Louriel, que morreu, fez algumas matérias comigo. A mãe dele, Olga de Alaketo, foi vestida vários anos por Denner, que foi o precussor da moda no Brasil. Denner a vestia e ela ficava parecendo uma rainha africana. Tinha postura de rainha, andava na alta sociedade do Rio e de São Paulo.

Hoje aos 65 anos, Reynivaldo cuida da sua empresa de assessoria de comunicação, um ramo diferente da agitação que cerca o trabalho em redação de jornal. Fazendo um retrospecto da sua carreira, fica patente que foi um jornalista especializado em retratar a cultura afro- brasileira. A proximidade começou por conta da capoeira que ele praticava e o tornou amigo de Mestre Bimba e Mestre Pastinha, em defesa de quem foi bater na Câmara de Vereadores: “Pastinha estava passando fome. Eu era repórter na época, fui à Câmara e falei com algumas pessoas. Ele passou a receber uma pensão que a Câmara concedeu excepcionalmente a ele”.
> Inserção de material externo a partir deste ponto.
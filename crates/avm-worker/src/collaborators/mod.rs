//! Contracts for the external services the pipeline drives.
//!
//! Content analysis, script writing, speech synthesis and screen capture
//! run outside this process. The pipeline only sees these traits; the
//! [`ServiceClient`] implements all of them over HTTP.

mod http;

use std::fmt;
use std::path::{Path, PathBuf};
use std::sync::Arc;

use async_trait::async_trait;
use thiserror::Error;

use avm_avatar::AvatarRenderer;
use avm_models::{ContentDescriptor, Script, ScrollSpeed, VideoStyle};

pub use http::{CollaboratorConfig, ServiceClient};

pub type CollaboratorResult<T> = Result<T, CollaboratorError>;

/// Why a collaborator call failed.
#[derive(Debug, Clone, Copy, PartialEq, Eq)]
pub enum CollaboratorErrorKind {
    /// Service unreachable or answering with a server error
    Unavailable,
    Timeout,
    RateLimited,
    Unauthorized,
    /// The service rejected the input it was given
    InvalidInput,
    /// Any other refusal
    Rejected,
    /// Bad response or local failure around the call
    Internal,
}

impl CollaboratorErrorKind {
    pub fn as_str(&self) -> &'static str {
        match self {
            CollaboratorErrorKind::Unavailable => "unavailable",
            CollaboratorErrorKind::Timeout => "timeout",
            CollaboratorErrorKind::RateLimited => "rate_limited",
            CollaboratorErrorKind::Unauthorized => "unauthorized",
            CollaboratorErrorKind::InvalidInput => "invalid_input",
            CollaboratorErrorKind::Rejected => "rejected",
            CollaboratorErrorKind::Internal => "internal",
        }
    }

    /// Whether the failure means the remote service is unusable right now.
    pub fn is_upstream(&self) -> bool {
        matches!(
            self,
            CollaboratorErrorKind::Unavailable
                | CollaboratorErrorKind::Timeout
                | CollaboratorErrorKind::RateLimited
                | CollaboratorErrorKind::Unauthorized
        )
    }
}

impl fmt::Display for CollaboratorErrorKind {
    fn fmt(&self, f: &mut fmt::Formatter<'_>) -> fmt::Result {
        f.write_str(self.as_str())
    }
}

#[derive(Debug, Clone, Error)]
#[error("{kind}: {message}")]
pub struct CollaboratorError {
    pub kind: CollaboratorErrorKind,
    pub message: String,
}

impl CollaboratorError {
    pub fn new(kind: CollaboratorErrorKind, message: impl Into<String>) -> Self {
        Self {
            kind,
            message: message.into(),
        }
    }

    pub fn unavailable(message: impl Into<String>) -> Self {
        Self::new(CollaboratorErrorKind::Unavailable, message)
    }

    pub fn invalid_input(message: impl Into<String>) -> Self {
        Self::new(CollaboratorErrorKind::InvalidInput, message)
    }

    pub fn internal(message: impl Into<String>) -> Self {
        Self::new(CollaboratorErrorKind::Internal, message)
    }
}

#[async_trait]
pub trait ContentAnalyzer: Send + Sync {
    async fn analyze(&self, source_reference: &str) -> CollaboratorResult<ContentDescriptor>;
}

#[async_trait]
pub trait ScriptGenerator: Send + Sync {
    async fn generate(
        &self,
        descriptor: &ContentDescriptor,
        style: VideoStyle,
        duration_minutes: u32,
        custom_instructions: Option<&str>,
    ) -> CollaboratorResult<Script>;
}

#[async_trait]
pub trait NarrationSynthesizer: Send + Sync {
    /// Write narration audio for `text` to `dest`.
    async fn synthesize(&self, text: &str, voice: &str, dest: &Path) -> CollaboratorResult<PathBuf>;
}

#[async_trait]
pub trait ScreenCapture: Send + Sync {
    /// Record a scrolling capture of the source to `dest`.
    async fn capture(
        &self,
        source_reference: &str,
        duration_minutes: u32,
        scroll_speed: ScrollSpeed,
        dest: &Path,
    ) -> CollaboratorResult<PathBuf>;
}

/// Everything the pipeline calls out to.
#[derive(Clone)]
pub struct Collaborators {
    pub analyzer: Arc<dyn ContentAnalyzer>,
    pub scripts: Arc<dyn ScriptGenerator>,
    pub narrator: Arc<dyn NarrationSynthesizer>,
    pub capture: Arc<dyn ScreenCapture>,
    pub avatar: Arc<dyn AvatarRenderer>,
}

impl Collaborators {
    /// Route the four service contracts through one HTTP client.
    pub fn from_service_client(client: ServiceClient, avatar: Arc<dyn AvatarRenderer>) -> Self {
        let client = Arc::new(client);
        Self {
            analyzer: client.clone(),
            scripts: client.clone(),
            narrator: client.clone(),
            capture: client,
            avatar,
        }
    }
}
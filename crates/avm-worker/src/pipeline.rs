//! Per-job stage state machine.
//!
//! A job walks the stage plan of its mode. Entering a stage is persisted
//! before the stage's work starts, so the store always shows the stage
//! that is running. Any error ends the job as failed with a sanitized
//! category; the raw error is only logged.

use std::path::{Path, PathBuf};
use std::sync::Arc;
use std::time::Instant;

use avm_avatar::RenderRequest;
use avm_media::fs_utils::copy_file;
use avm_media::{MediaEngine, MediaResult};
use avm_models::{ContentDescriptor, ErrorCategory, Job, JobId, JobRequest, PipelineStage, Script, VideoMode};
use avm_store::JobStore;

use crate::classify::classify;
use crate::collaborators::Collaborators;
use crate::config::WorkerConfig;
use crate::error::{WorkerError, WorkerResult};
use crate::logging::JobLogger;
use crate::metrics;

pub struct Pipeline {
    store: Arc<JobStore>,
    media: Arc<dyn MediaEngine>,
    collaborators: Collaborators,
    config: WorkerConfig,
}

impl Pipeline {
    pub fn new(
        store: Arc<JobStore>,
        media: Arc<dyn MediaEngine>,
        collaborators: Collaborators,
        config: WorkerConfig,
    ) -> Self {
        Self {
            store,
            media,
            collaborators,
            config,
        }
    }

    pub fn config(&self) -> &WorkerConfig {
        &self.config
    }

    /// Drive a job to a terminal state.
    ///
    /// Failures are recorded on the job, not returned.
    pub async fn run(&self, id: &JobId) {
        let job = match self.store.get(id).await {
            Ok(job) => job,
            Err(e) => {
                tracing::error!(job_id = %id, error = %e, "Cannot start pipeline");
                return;
            }
        };

        let logger = JobLogger::new(id, job.mode.as_str());
        logger.log_start(&format!("{} pipeline", job.mode));
        let started = Instant::now();

        metrics::job_started();
        let result = self.execute(&job, &logger).await;
        metrics::job_finished();

        match result {
            Ok(output) => {
                let output_reference = output.to_string_lossy().into_owned();
                match self.store.update(id, |job| job.complete(output_reference)).await {
                    Ok(_) => {
                        metrics::record_job_completed(job.mode, started.elapsed().as_secs_f64());
                        logger.log_completion(&format!("deliverable at {}", output.display()));
                    }
                    Err(e) => logger.log_error(&format!("Could not record completion: {}", e)),
                }
            }
            Err(e) => {
                let category = classify(&e);
                logger.log_error(&format!("{} [{}]", e, category));
                self.fail(id, category, &logger).await;
            }
        }
    }

    async fn fail(&self, id: &JobId, category: ErrorCategory, logger: &JobLogger) {
        match self.store.update(id, |job| job.fail(category)).await {
            Ok(_) => metrics::record_job_failed(category),
            Err(e) => logger.log_error(&format!("Could not record failure: {}", e)),
        }
    }

    /// Persist entry into `stage`.
    async fn enter(&self, id: &JobId, stage: PipelineStage, logger: &JobLogger) -> WorkerResult<()> {
        let job = self.store.update(id, |job| job.enter_stage(stage)).await?;
        logger.log_stage(stage, job.progress);
        Ok(())
    }

    async fn execute(&self, job: &Job, logger: &JobLogger) -> WorkerResult<PathBuf> {
        let id = &job.id;
        let request = &job.request;
        let work_dir = self.config.job_work_dir(id);
        tokio::fs::create_dir_all(&work_dir).await?;

        self.enter(id, PipelineStage::AnalyzingSource, logger).await?;
        let descriptor = self
            .collaborators
            .analyzer
            .analyze(&request.source_reference)
            .await
            .map_err(|e| WorkerError::collaborator(PipelineStage::AnalyzingSource, e))?;
        logger.log_progress(&format!("analyzed {:?} \"{}\"", descriptor.kind, descriptor.title));

        let recording = if job.mode.needs_capture() {
            self.enter(id, PipelineStage::CapturingScreen, logger).await?;
            let recording = self
                .collaborators
                .capture
                .capture(
                    &request.source_reference,
                    request.duration_minutes,
                    request.scroll_speed,
                    &work_dir.join("recording.mp4"),
                )
                .await
                .map_err(|e| WorkerError::collaborator(PipelineStage::CapturingScreen, e))?;
            Some(recording)
        } else {
            None
        };

        self.enter(id, PipelineStage::GeneratingScript, logger).await?;
        let script = self.script_for(request, &descriptor, logger).await?;

        self.enter(id, PipelineStage::SynthesizingAudio, logger).await?;
        let narration = self
            .collaborators
            .narrator
            .synthesize(&script.narration_text(), &request.voice, &work_dir.join("narration.mp3"))
            .await
            .map_err(|e| WorkerError::collaborator(PipelineStage::SynthesizingAudio, e))?;

        let output = self.config.deliverable_path(id);
        match (job.mode, recording) {
            (VideoMode::Avatar, _) => {
                self.enter(id, PipelineStage::RenderingAvatar, logger).await?;
                let clips = self.render_sections(request, &script, logger).await?;

                self.enter(id, PipelineStage::Composing, logger).await?;
                let result = self.compose_avatar(&clips, &narration, &work_dir, &output).await;
                self.finish_composition(result, &output, logger).await
            }
            (VideoMode::ScreenRecording, Some(recording)) => {
                self.enter(id, PipelineStage::Composing, logger).await?;
                let result = self.media.mux(&recording, &narration, &output, true).await;
                self.finish_composition(result, &output, logger).await
            }
            (VideoMode::CustomAvatarOverlay, Some(recording)) => {
                self.enter(id, PipelineStage::RenderingAvatar, logger).await?;
                let opening = script
                    .sections
                    .iter()
                    .map(|s| s.text.as_str())
                    .find(|t| !t.trim().is_empty())
                    .unwrap_or_default();
                let render = RenderRequest::new(opening, request.persona)
                    .with_custom_image(request.custom_avatar_image.clone());
                let clip = self
                    .collaborators
                    .avatar
                    .render(request.provider, &render)
                    .await?;

                self.enter(id, PipelineStage::Composing, logger).await?;
                let result = self
                    .media
                    .circular_overlay(&recording, &clip.path, &narration, &output)
                    .await;
                self.finish_composition(result, &output, logger).await
            }
            (_, None) => Err(WorkerError::stage(
                PipelineStage::CapturingScreen,
                "capture produced no recording",
            )),
        }
    }

    async fn script_for(
        &self,
        request: &JobRequest,
        descriptor: &ContentDescriptor,
        logger: &JobLogger,
    ) -> WorkerResult<Script> {
        let script = match request.approved_script.as_deref() {
            Some(text) => {
                logger.log_progress("using approved script");
                Script::parse(text)
            }
            None => self
                .collaborators
                .scripts
                .generate(
                    descriptor,
                    request.style,
                    request.duration_minutes,
                    request.custom_instructions.as_deref(),
                )
                .await
                .map_err(|e| WorkerError::collaborator(PipelineStage::GeneratingScript, e))?,
        };

        if script.is_empty() {
            return Err(WorkerError::stage(
                PipelineStage::GeneratingScript,
                "script has no narration text",
            ));
        }

        logger.log_progress(&format!(
            "script ready: {} sections, {} words",
            script.sections.len(),
            script.word_count
        ));
        Ok(script)
    }

    /// One avatar clip per non-empty section, in order.
    async fn render_sections(
        &self,
        request: &JobRequest,
        script: &Script,
        logger: &JobLogger,
    ) -> WorkerResult<Vec<PathBuf>> {
        let mut clips = Vec::with_capacity(script.sections.len());
        for (index, section) in script
            .sections
            .iter()
            .filter(|s| !s.text.trim().is_empty())
            .enumerate()
        {
            let render = RenderRequest::new(section.text.clone(), request.persona);
            let clip = self.collaborators.avatar.render(request.provider, &render).await?;
            logger.log_progress(&format!(
                "section {} clip {} ({})",
                index + 1,
                clip.path.display(),
                clip.outcome.as_str()
            ));
            clips.push(clip.path);
        }
        Ok(clips)
    }

    /// Join the clips, then fit them to the narration.
    async fn compose_avatar(
        &self,
        clips: &[PathBuf],
        narration: &Path,
        work_dir: &Path,
        output: &Path,
    ) -> MediaResult<PathBuf> {
        let joined = self
            .media
            .concatenate(clips, &work_dir.join("avatar_joined.mp4"))
            .await?;

        let video_secs = self.media.duration(&joined).await?;
        let audio_secs = self.media.duration(narration).await?;

        if video_secs < audio_secs {
            self.media.loop_match(&joined, narration, output).await
        } else {
            let muxed = self
                .media
                .mux(&joined, narration, &work_dir.join("avatar_muxed.mp4"), false)
                .await?;
            self.media.normalize(&muxed, output).await
        }
    }

    /// Fall back to the placeholder deliverable when composition fails and
    /// one is configured.
    async fn finish_composition(
        &self,
        result: MediaResult<PathBuf>,
        output: &Path,
        logger: &JobLogger,
    ) -> WorkerResult<PathBuf> {
        let error = match result {
            Ok(path) => return Ok(path),
            Err(e) => e,
        };

        let Some(placeholder) = self.config.placeholder_deliverable.as_deref() else {
            return Err(error.into());
        };
        if !tokio::fs::metadata(placeholder).await.is_ok_and(|m| m.is_file()) {
            logger.log_warning(&format!(
                "placeholder deliverable {} is missing",
                placeholder.display()
            ));
            return Err(error.into());
        }

        logger.log_warning(&format!(
            "composition failed, delivering placeholder: {}",
            error
        ));
        copy_file(placeholder, output).await?;
        Ok(output.to_path_buf())
    }
}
O convívio com o pessoal da capoeira o aproximou do povo de candomblé por meio de convites para “carurus”, grandes festas onde a iguaria é servida para quem aparecer, que, se vai ficando restrita na capital, por conta do distanciamento que a cidade grande provoca, ainda é muito comum no interior baiano. Estes laços ficaram ainda mais fortes quando Reynivaldo decidiu cursar Ciências Sociais na UFBA, universidade de onde seria professor, anos depois, no curso de jornalismo.
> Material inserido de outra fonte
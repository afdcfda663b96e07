//! FFmpeg filter expressions for the avatar bubble overlay.

use serde::{Deserialize, Serialize};

/// Default bubble radius in pixels.
pub const DEFAULT_RADIUS: u32 = 150;
/// Default distance between bubble and frame edges in pixels.
pub const DEFAULT_MARGIN: u32 = 40;

/// Frame corner the bubble is anchored to.
#[derive(Debug, Clone, Copy, PartialEq, Eq, Hash, Serialize, Deserialize, Default)]
#[serde(rename_all = "snake_case")]
pub enum Corner {
    TopLeft,
    TopRight,
    BottomLeft,
    #[default]
    BottomRight,
}

impl Corner {
    /// `overlay` filter position (`x:y`) for this corner.
    ///
    /// `W`/`H` are the background size, `w`/`h` the overlay size.
    pub fn position(&self, margin: u32) -> String {
        match self {
            Corner::TopLeft => format!("{m}:{m}", m = margin),
            Corner::TopRight => format!("W-w-{m}:{m}", m = margin),
            Corner::BottomLeft => format!("{m}:H-h-{m}", m = margin),
            Corner::BottomRight => format!("W-w-{m}:H-h-{m}", m = margin),
        }
    }
}

/// Crop-to-circle filter chain for a single video stream.
///
/// The input is center-cropped to a square of `min(iw, ih)`, scaled to the
/// circle diameter and given an alpha channel that is opaque only inside
/// the circle.
#[derive(Debug, Clone, Copy, PartialEq, Eq)]
pub struct CircularMask {
    pub radius: u32,
}

impl CircularMask {
    pub fn new(radius: u32) -> Self {
        Self {
            radius: radius.max(1),
        }
    }

    pub fn diameter(&self) -> u32 {
        self.radius * 2
    }

    /// Filter chain, without input/output labels.
    pub fn filter(&self) -> String {
        let r = self.radius;
        let d = self.diameter();
        format!(
            "crop='min(iw,ih)':'min(iw,ih)',scale={d}:{d},format=rgba,\
             geq=r='r(X,Y)':g='g(X,Y)':b='b(X,Y)':a='if(lte(hypot(X-{r},Y-{r}),{r}),255,0)'"
        )
    }

    /// Whether a pixel of the scaled square is kept.
    pub fn contains(&self, x: u32, y: u32) -> bool {
        let r = self.radius as f64;
        (x as f64 - r).hypot(y as f64 - r) <= r
    }
}

impl Default for CircularMask {
    fn default() -> Self {
        Self::new(DEFAULT_RADIUS)
    }
}

/// Placement of the avatar bubble.
#[derive(Debug, Clone, Copy, PartialEq, Eq, Serialize, Deserialize)]
pub struct OverlayOptions {
    pub radius: u32,
    pub margin: u32,
    pub corner: Corner,
}

impl Default for OverlayOptions {
    fn default() -> Self {
        Self {
            radius: DEFAULT_RADIUS,
            margin: DEFAULT_MARGIN,
            corner: Corner::default(),
        }
    }
}

impl OverlayOptions {
    pub fn mask(&self) -> CircularMask {
        CircularMask::new(self.radius)
    }

    /// Read overrides from `AVM_OVERLAY_RADIUS`, `AVM_OVERLAY_MARGIN` and
    /// `AVM_OVERLAY_CORNER`.
    pub fn from_env() -> Self {
        let defaults = Self::default();
        Self {
            radius: std::env::var("AVM_OVERLAY_RADIUS")
                .ok()
                .and_then(|s| s.parse().ok())
                .unwrap_or(defaults.radius),
            margin: std::env::var("AVM_OVERLAY_MARGIN")
                .ok()
                .and_then(|s| s.parse().ok())
                .unwrap_or(defaults.margin),
            corner: std::env::var("AVM_OVERLAY_CORNER")
                .ok()
                .and_then(|s| serde_json::from_value(serde_json::Value::String(s)).ok())
                .unwrap_or(defaults.corner),
        }
    }
}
A entrada na escola em tempos de ditadura militar rendeu-lhe problemas bem comuns para estudantes que tinham um comportamento mais decidido. Ao lado de outros colegas, como o sociólogo Gey Espinheira, falecido recentemente, foi afastado do curso. A informação que receberam é que era uma determinação policial. Não houve nenhum tipo de formalidade, como conta Reynivaldo: “Nessa brincadeira, passamos dois anos suspensos, sem nenhuma formalidade, sem nenhum processo”.

Isso aconteceu no início da década de 70, período em que ele começou a trabalhar em A Tarde. Sua contratação foi efetivada em 1º de agosto de 1970, mas a entrada, o jornalista afirma, aconteceu dois anos antes. Era comum no período que os repórteres passassem um tempo trabalhando sem contrato, e às vezes nem mesmo perspectiva de efetivação.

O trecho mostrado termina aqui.